• [TASK INSTRUCTIONS]: The full listing should be set down again precisely.

• [MATERIAL FOR THE TASK]:
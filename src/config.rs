use std::fmt;
use std::str::FromStr;

use tracing::warn;

/// How the fractal geometry is derived from the target Hausdorff dimension.
#[derive(Debug, Clone, Copy, Eq, PartialEq)]
pub enum ScalingMethod {
    /// Keep the branching factor, derive the self-similarity ratio.
    Scaling,
    /// Keep the self-similarity ratio, derive the branching factor.
    Splitting,
}

impl FromStr for ScalingMethod {
    type Err = String;

    fn from_str(s: &str) -> Result<Self, Self::Err> {
        match s.to_ascii_lowercase().as_str() {
            "scaling" => Ok(Self::Scaling),
            "splitting" => Ok(Self::Splitting),
            _ => Err(format!(
                "unknown scaling method '{s}', expected 'scaling' or 'splitting'"
            )),
        }
    }
}

impl fmt::Display for ScalingMethod {
    fn fmt(&self, f: &mut fmt::Formatter<'_>) -> fmt::Result {
        match self {
            Self::Scaling => write!(f, "SCALING"),
            Self::Splitting => write!(f, "SPLITTING"),
        }
    }
}

#[derive(Debug, Clone, Copy, Eq, PartialEq)]
pub enum McMethod {
    Metropolis,
    HeatBath,
    Hybrid,
}

impl FromStr for McMethod {
    type Err = String;

    fn from_str(s: &str) -> Result<Self, Self::Err> {
        match s.to_ascii_lowercase().as_str() {
            "metropolis" => Ok(Self::Metropolis),
            "heatbath" | "heat-bath" => Ok(Self::HeatBath),
            "hybrid" => Ok(Self::Hybrid),
            _ => Err(format!(
                "unknown mc method '{s}', expected 'metropolis', 'heatbath' or 'hybrid'"
            )),
        }
    }
}

impl fmt::Display for McMethod {
    fn fmt(&self, f: &mut fmt::Formatter<'_>) -> fmt::Result {
        match self {
            Self::Metropolis => write!(f, "METROPOLIS"),
            Self::HeatBath => write!(f, "HEATBATH"),
            Self::Hybrid => write!(f, "HYBRID"),
        }
    }
}

/// How the groups of one hybrid step are applied.
#[derive(Debug, Clone, Copy, Eq, PartialEq)]
pub enum GroupUpdate {
    /// Groups are decided against the pre-step configuration on the worker
    /// pool and the accepted ones are applied together afterwards.
    Snapshot,
    /// Groups are decided and applied one at a time, each against the
    /// configuration left by the previous group.
    Serialized,
}

impl FromStr for GroupUpdate {
    type Err = String;

    fn from_str(s: &str) -> Result<Self, Self::Err> {
        match s.to_ascii_lowercase().as_str() {
            "snapshot" => Ok(Self::Snapshot),
            "serialized" => Ok(Self::Serialized),
            _ => Err(format!(
                "unknown group update '{s}', expected 'snapshot' or 'serialized'"
            )),
        }
    }
}

impl fmt::Display for GroupUpdate {
    fn fmt(&self, f: &mut fmt::Formatter<'_>) -> fmt::Result {
        match self {
            Self::Snapshot => write!(f, "SNAPSHOT"),
            Self::Serialized => write!(f, "SERIALIZED"),
        }
    }
}

/// Run parameters. Immutable once a model has been set up.
///
/// Setters keep the previous value when handed something invalid and return
/// whether the new value was taken; callers are expected to validate input
/// themselves.
#[derive(Debug, Clone, PartialEq)]
pub struct ModelConfig {
    threads: usize,
    mc_steps: usize,
    depth: usize,
    hausdorff_dim: f64,
    scaling: ScalingMethod,
    slices: usize,
    scale: f64,
    sigma: f64,
    mc_method: McMethod,
    group_update: GroupUpdate,
    field: f64,
    exchange: f64,
    temperature: f64,
    seed: Option<u64>,
}

impl Default for ModelConfig {
    fn default() -> Self {
        Self {
            threads: 1,
            mc_steps: 10000,
            depth: 1,
            hausdorff_dim: 1.0,
            scaling: ScalingMethod::Scaling,
            slices: 2,
            scale: 1.0 / 3.0,
            sigma: 1.0,
            mc_method: McMethod::Metropolis,
            group_update: GroupUpdate::Snapshot,
            field: 1.0,
            exchange: 1.0,
            temperature: 1.0,
            seed: None,
        }
    }
}

impl ModelConfig {
    pub fn set_threads(&mut self, threads: usize) -> bool {
        if threads < 1 {
            warn!(threads, "ignoring thread count");
            return false;
        }
        self.threads = threads;
        true
    }

    pub fn set_mc_steps(&mut self, steps: usize) -> bool {
        if steps < 1 {
            warn!(steps, "ignoring Monte Carlo step count");
            return false;
        }
        self.mc_steps = steps;
        true
    }

    pub fn set_depth(&mut self, depth: usize) -> bool {
        self.depth = depth;
        true
    }

    pub fn set_hausdorff_dim(&mut self, dim: f64) -> bool {
        if !(dim > 0.0) || !dim.is_finite() {
            warn!(dim, "ignoring Hausdorff dimension");
            return false;
        }
        self.hausdorff_dim = dim;
        true
    }

    pub fn set_scaling(&mut self, scaling: ScalingMethod) -> bool {
        self.scaling = scaling;
        true
    }

    /// Branching factor used by [`ScalingMethod::Scaling`].
    pub fn set_slices(&mut self, slices: usize) -> bool {
        if slices < 2 {
            warn!(slices, "ignoring slice count");
            return false;
        }
        self.slices = slices;
        true
    }

    /// Self-similarity ratio used by [`ScalingMethod::Splitting`].
    pub fn set_scale(&mut self, scale: f64) -> bool {
        if !(scale > 0.0 && scale < 1.0) {
            warn!(scale, "ignoring Hausdorff scale");
            return false;
        }
        self.scale = scale;
        true
    }

    pub fn set_sigma(&mut self, sigma: f64) -> bool {
        self.sigma = sigma;
        true
    }

    pub fn set_mc_method(&mut self, method: McMethod) -> bool {
        self.mc_method = method;
        true
    }

    pub fn set_group_update(&mut self, update: GroupUpdate) -> bool {
        self.group_update = update;
        true
    }

    pub fn set_couplings(&mut self, field: f64, exchange: f64) -> bool {
        self.field = field;
        self.exchange = exchange;
        true
    }

    pub fn set_temperature(&mut self, temperature: f64) -> bool {
        if temperature < 0.0 || temperature.is_nan() {
            warn!(temperature, "ignoring temperature");
            return false;
        }
        self.temperature = temperature;
        true
    }

    pub fn set_seed(&mut self, seed: Option<u64>) -> bool {
        self.seed = seed;
        true
    }

    #[inline(always)]
    pub fn threads(&self) -> usize {
        self.threads
    }

    #[inline(always)]
    pub fn mc_steps(&self) -> usize {
        self.mc_steps
    }

    #[inline(always)]
    pub fn depth(&self) -> usize {
        self.depth
    }

    #[inline(always)]
    pub fn hausdorff_dim(&self) -> f64 {
        self.hausdorff_dim
    }

    #[inline(always)]
    pub fn scaling(&self) -> ScalingMethod {
        self.scaling
    }

    #[inline(always)]
    pub fn slices(&self) -> usize {
        self.slices
    }

    #[inline(always)]
    pub fn scale(&self) -> f64 {
        self.scale
    }

    #[inline(always)]
    pub fn sigma(&self) -> f64 {
        self.sigma
    }

    #[inline(always)]
    pub fn mc_method(&self) -> McMethod {
        self.mc_method
    }

    #[inline(always)]
    pub fn group_update(&self) -> GroupUpdate {
        self.group_update
    }

    #[inline(always)]
    pub fn field(&self) -> f64 {
        self.field
    }

    #[inline(always)]
    pub fn exchange(&self) -> f64 {
        self.exchange
    }

    #[inline(always)]
    pub fn temperature(&self) -> f64 {
        self.temperature
    }

    #[inline(always)]
    pub fn seed(&self) -> Option<u64> {
        self.seed
    }

    /// Reduced exchange coupling `K = J / k_BT`.
    #[inline(always)]
    pub fn k(&self) -> f64 {
        self.exchange / self.temperature
    }

    /// Reduced field `h = H / k_BT`.
    #[inline(always)]
    pub fn h(&self) -> f64 {
        self.field / self.temperature
    }

    /// Number of lattice axes, `ceil` of the target dimension.
    #[inline(always)]
    pub fn axes(&self) -> usize {
        self.hausdorff_dim.ceil() as usize
    }
}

• [SOLUTION TO THIS EXERCISE]:
filename src/config.rs
use std::fmt;
use std::str::FromStr;

use tracing::warn;

/// How the fractal geometry is derived from the target Hausdorff dimension.
#[derive(Debug, Clone, Copy, Eq, PartialEq)]
pub enum ScalingMethod {
    /// Keep the branching factor, derive the self-similarity ratio.
    Scaling,
    /// Keep the self-similarity ratio, derive the branching factor.
    Splitting,
}

impl FromStr for ScalingMethod {
    type Err = String;

    fn from_str(s: &str) -> Result<Self, Self::Err> {
        match s.to_ascii_lowercase().as_str() {
            "scaling" => Ok(Self::Scaling),
            "splitting" => Ok(Self::Splitting),
            _ => Err(format!(
                "unknown scaling method '{s}', expected 'scaling' or 'splitting'"
            )),
        }
    }
}

impl fmt::Display for ScalingMethod {
    fn fmt(&self, f: &mut fmt::Formatter<'_>) -> fmt::Result {
        match self {
            Self::Scaling => write!(f, "SCALING"),
            Self::Splitting => write!(f, "SPLITTING"),
        }
    }
}

#[derive(Debug, Clone, Copy, Eq, PartialEq)]
pub enum McMethod {
    Metropolis,
    HeatBath,
    Hybrid,
}

impl FromStr for McMethod {
    type Err = String;

    fn from_str(s: &str) -> Result<Self, Self::Err> {
        match s.to_ascii_lowercase().as_str() {
            "metropolis" => Ok(Self::Metropolis),
            "heatbath" | "heat-bath" => Ok(Self::HeatBath),
            "hybrid" => Ok(Self::Hybrid),
            _ => Err(format!(
                "unknown mc method '{s}', expected 'metropolis', 'heatbath' or 'hybrid'"
            )),
        }
    }
}

impl fmt::Display for McMethod {
    fn fmt(&self, f: &mut fmt::Formatter<'_>) -> fmt::Result {
        match self {
            Self::Metropolis => write!(f, "METROPOLIS"),
            Self::HeatBath => write!(f, "HEATBATH"),
            Self::Hybrid => write!(f, "HYBRID"),
        }
    }
}

/// How the groups of one hybrid step are applied.
#[derive(Debug, Clone, Copy, Eq, PartialEq)]
pub enum GroupUpdate {
    /// Groups are decided against the pre-step configuration on the worker
    /// pool and the accepted ones are applied together afterwards.
    Snapshot,
    /// Groups are decided and applied one at a time, each against the
    /// configuration left by the previous group.
    Serialized,
}

impl FromStr for GroupUpdate {
    type Err = String;

    fn from_str(s: &str) -> Result<Self, Self::Err> {
        match s.to_ascii_lowercase().as_str() {
            "snapshot" => Ok(Self::Snapshot),
            "serialized" => Ok(Self::Serialized),
            _ => Err(format!(
                "unknown group update '{s}', expected 'snapshot' or 'serialized'"
            )),
        }
    }
}

impl fmt::Display for GroupUpdate {
    fn fmt(&self, f: &mut fmt::Formatter<'_>) -> fmt::Result {
        match self {
            Self::Snapshot => write!(f, "SNAPSHOT"),
            Self::Serialized => write!(f, "SERIALIZED"),
        }
    }
}

/// Run parameters. Immutable once a model has been set up.
///
/// Setters keep the previous value when handed something invalid and return
/// whether the new value was taken; callers are expected to validate input
/// themselves.
#[derive(Debug, Clone, PartialEq)]
pub struct ModelConfig {
    threads: usize,
    mc_steps: usize,
    depth: usize,
    hausdorff_dim: f64,
    scaling: ScalingMethod,
    slices: usize,
    scale: f64,
    sigma: f64,
    mc_method: McMethod,
    group_update: GroupUpdate,
    field: f64,
    exchange: f64,
    temperature: f64,
    seed: Option<u64>,
}

impl Default for ModelConfig {
    fn default() -> Self {
        Self {
            threads: 1,
            mc_steps: 10000,
            depth: 1,
            hausdorff_dim: 1.0,
            scaling: ScalingMethod::Scaling,
            slices: 2,
            scale: 1.0 / 3.0,
            sigma: 1.0,
            mc_method: McMethod::Metropolis,
            group_update: GroupUpdate::Snapshot,
            field: 1.0,
            exchange: 1.0,
            temperature: 1.0,
            seed: None,
        }
    }
}

impl ModelConfig {
    pub fn set_threads(&mut self, threads: usize) -> bool {
        if threads < 1 {
            warn!(threads, "ignoring thread count");
            return false;
        }
        self.threads = threads;
        true
    }

    pub fn set_mc_steps(&mut self, steps: usize) -> bool {
        if steps < 1 {
            warn!(steps, "ignoring Monte Carlo step count");
            return false;
        }
        self.mc_steps = steps;
        true
    }

    pub fn set_depth(&mut self, depth: usize) -> bool {
        self.depth = depth;
        true
    }

    pub fn set_hausdorff_dim(&mut self, dim: f64) -> bool {
        if !(dim > 0.0) || !dim.is_finite() {
            warn!(dim, "ignoring Hausdorff dimension");
            return false;
        }
        self.hausdorff_dim = dim;
        true
    }

    pub fn set_scaling(&mut self, scaling: ScalingMethod) -> bool {
        self.scaling = scaling;
        true
    }

    /// Branching factor used by [`ScalingMethod::Scaling`].
    pub fn set_slices(&mut self, slices: usize) -> bool {
        if slices < 2 {
            warn!(slices, "ignoring slice count");
            return false;
        }
        self.slices = slices;
        true
    }

    /// Self-similarity ratio used by [`ScalingMethod::Splitting`].
    pub fn set_scale(&mut self, scale: f64) -> bool {
        if !(scale > 0.0 && scale < 1.0) {
            warn!(scale, "ignoring Hausdorff scale");
            return false;
        }
        self.scale = scale;
        true
    }

    pub fn set_sigma(&mut self, sigma: f64) -> bool {
        self.sigma = sigma;
        true
    }

    pub fn set_mc_method(&mut self, method: McMethod) -> bool {
        self.mc_method = method;
        true
    }

    pub fn set_group_update(&mut self, update: GroupUpdate) -> bool {
        self.group_update = update;
        true
    }

    pub fn set_couplings(&mut self, field: f64, exchange: f64) -> bool {
        self.field = field;
        self.exchange = exchange;
        true
    }

    pub fn set_temperature(&mut self, temperature: f64) -> bool {
        if temperature < 0.0 || temperature.is_nan() {
            warn!(temperature, "ignoring temperature");
            return false;
        }
        self.temperature = temperature;
        true
    }

    pub fn set_seed(&mut self, seed: Option<u64>) -> bool {
        self.seed = seed;
        true
    }

    #[inline(always)]
    pub fn threads(&self) -> usize {
        self.threads
    }

    #[inline(always)]
    pub fn mc_steps(&self) -> usize {
        self.mc_steps
    }

    #[inline(always)]
    pub fn depth(&self) -> usize {
        self.depth
    }

    #[inline(always)]
    pub fn hausdorff_dim(&self) -> f64 {
        self.hausdorff_dim
    }

    #[inline(always)]
    pub fn scaling(&self) -> ScalingMethod {
        self.scaling
    }

    #[inline(always)]
    pub fn slices(&self) -> usize {
        self.slices
    }

    #[inline(always)]
    pub fn scale(&self) -> f64 {
        self.scale
    }

    #[inline(always)]
    pub fn sigma(&self) -> f64 {
        self.sigma
    }

    #[inline(always)]
    pub fn mc_method(&self) -> McMethod {
        self.mc_method
    }

    #[inline(always)]
    pub fn group_update(&self) -> GroupUpdate {
        self.group_update
    }

    #[inline(always)]
    pub fn field(&self) -> f64 {
        self.field
    }

    #[inline(always)]
    pub fn exchange(&self) -> f64 {
        self.exchange
    }

    #[inline(always)]
    pub fn temperature(&self) -> f64 {
        self.temperature
    }

    #[inline(always)]
    pub fn seed(&self) -> Option<u64> {
        self.seed
    }

    /// Reduced exchange coupling `K = J / k_BT`.
    #[inline(always)]
    pub fn k(&self) -> f64 {
        self.exchange / self.temperature
    }

    /// Reduced field `h = H / k_BT`.
    #[inline(always)]
    pub fn h(&self) -> f64 {
        self.field / self.temperature
    }

    /// Number of lattice axes, `ceil` of the target dimension.
    #[inline(always)]
    pub fn axes(&self) -> usize {
        self.hausdorff_dim.ceil() as usize
    }
}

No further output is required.